Shortly after Rick left in his boat I heard a whistle. Mike Holstrom was on the right bank with a rope. Using hand signals he indicated that he wanted me to tie the rope off to the remains of my boat. His plan was to swing the boat to shore using the rescue rope attached to a tree. It was worth a try but I wasn't too sure how it would go in the shallow water with just the one tube, and the frame dragging. I tied the boat off to the line from shore and untied my throw rope which was holding the boat to the logs. The guys on the beach started to work on getting the boat moving and I started securing my zip line gear in preparation for my departure.
I heard another whistle and Mike was signaling that they wanted me to move the rope to a downstream position on the frame. I climbed out onto the frame, untied the line and barely had time to jump off as the wrecked boat sailed off down river with no line attached! Oh well...it was worth a try!
About this time Rick appeared on the stump above me, tossed me a line and we made our move. It seems like just a couple of minutes passed and I walked ashore through the brush where Steve was waiting. As I climbed through the brush I realized I was suffering from a serious case of post-traumatic, post-mega-adrenaline rush fatigue and was feeling pretty wiped out. We all were. When I looked back at the stump, Rick had repacked the ropes was getting back in his kayak. Rick is a keeper!
While Rick, Steve and I we were dealing with getting me and my gear off the island, some of the guys had unloaded Mike Howell's 17' Aire cat which had been pinned against the log on the left bank, his left tube in the rocks and his right under the log. These were the first tubes I had seen as I rounded the corner a lifetime ago. After unloading the boat the men had pulled it out of harms way, humped it over the log and reloaded it! Not only that, they had also recovered my tube from under the log! There it was, neatly deflated and folded on the boat! Mike’s boat now sat bouncing in the current just downstream of the log, hard on the left bank.
The guys brought me up to date on the situation:
Mike Holstrom, being in front, had come across the log in complete surprise. He tried to warn the other boatmen but there simply wasn’t time. He tried for the right bank but only made it to midstream before he impacted. Somehow his boat surged over the log and landed unscathed on the other side. He eddied out on river right at the first opportunity which was several hundred feet down river and around a bend. He watched anxiously with a throw bag in hand as 5 boats floated past.
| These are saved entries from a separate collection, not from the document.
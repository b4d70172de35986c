//! Threshold-based vehicle assignment.
//!
//! | guests | vehicle | count        | capacity |
//! |--------|---------|--------------|----------|
//! | 1-4    | sedan   | 1            | 4        |
//! | 5-8    | suv     | ceil(n / 6)  | 6        |
//! | 9+     | bus     | ceil(n / 15) | 15       |

use crate::domain::entities::VehicleType;

pub const SEDAN_CAPACITY: u32 = 4;
pub const SUV_CAPACITY: u32 = 6;
pub const BUS_CAPACITY: u32 = 15;

const SEDAN_MAX_GUESTS: usize = 4;
const SUV_MAX_GUESTS: usize = 8;

/// Vehicles chosen for one bucket.
#[derive(Debug, Clone, Copy, PartialEq, Eq)]
pub struct VehicleAssignment {
    pub vehicle_type: VehicleType,
    pub vehicle_count: u32,
    pub vehicle_capacity: u32,
}

impl VehicleAssignment {
    pub fn total_seats(&self) -> u32 {
        self.vehicle_count * self.vehicle_capacity
    }
}

/// Picks vehicle type and count for `guest_count` passengers.
///
/// Returns `None` for an empty bucket. For any other count
/// `vehicle_count * vehicle_capacity >= guest_count`.
pub fn assign_vehicles(guest_count: usize) -> Option<VehicleAssignment> {
    let (vehicle_type, capacity) = match guest_count {
        0 => return None,
        1..=SEDAN_MAX_GUESTS => (VehicleType::Sedan, SEDAN_CAPACITY),
        n if n <= SUV_MAX_GUESTS => (VehicleType::Suv, SUV_CAPACITY),
        _ => (VehicleType::Bus, BUS_CAPACITY),
    };

    let count = (guest_count as u32).div_ceil(capacity);

    Some(VehicleAssignment {
        vehicle_type,
        vehicle_count: count,
        vehicle_capacity: capacity,
    })
}

#[cfg(test)]
mod tests {
    use super::*;

    fn assignment(n: usize) -> (VehicleType, u32, u32) {
        let a = assign_vehicles(n).unwrap();
        (a.vehicle_type, a.vehicle_count, a.vehicle_capacity)
    }

    #[test]
    fn test_empty_bucket_has_no_vehicle() {
        assert!(assign_vehicles(0).is_none());
    }

    #[test]
    fn test_threshold_boundaries() {
        assert_eq!(assignment(1), (VehicleType::Sedan, 1, 4));
        assert_eq!(assignment(4), (VehicleType::Sedan, 1, 4));
        assert_eq!(assignment(5), (VehicleType::Suv, 1, 6));
        assert_eq!(assignment(6), (VehicleType::Suv, 1, 6));
        assert_eq!(assignment(8), (VehicleType::Suv, 2, 6));
        assert_eq!(assignment(9), (VehicleType::Bus, 1, 15));
        assert_eq!(assignment(15), (VehicleType::Bus, 1, 15));
        assert_eq!(assignment(16), (VehicleType::Bus, 2, 15));
        assert_eq!(assignment(30), (VehicleType::Bus, 2, 15));
        assert_eq!(assignment(31), (VehicleType::Bus, 3, 15));
    }

    #[test]
    fn test_capacity_always_covers_guests() {
        for n in 1..=200 {
            let a = assign_vehicles(n).unwrap();
            assert!(
                a.total_seats() as usize >= n,
                "n={n} got {} seats",
                a.total_seats()
            );
        }
    }
}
Seeing no swimmers he quickly hiked back up with rescue gear.
Just seconds behind Mike, Steve crashed into the log and managed to jump out of his boat and onto the log. As he scrambled toward the left bank he kept a tight hold as the log shuddered under the impact of 5 cat boats slamming in, each and every one instantly crushing under the log. He had just made it to the bank and was on the rocks immediately downstream of the log when it suddenly shifted hard, nearly rolling over onto him. Later we figured that it was most likely my boat hitting and my tube getting ripped off that had caused the dramatic movement.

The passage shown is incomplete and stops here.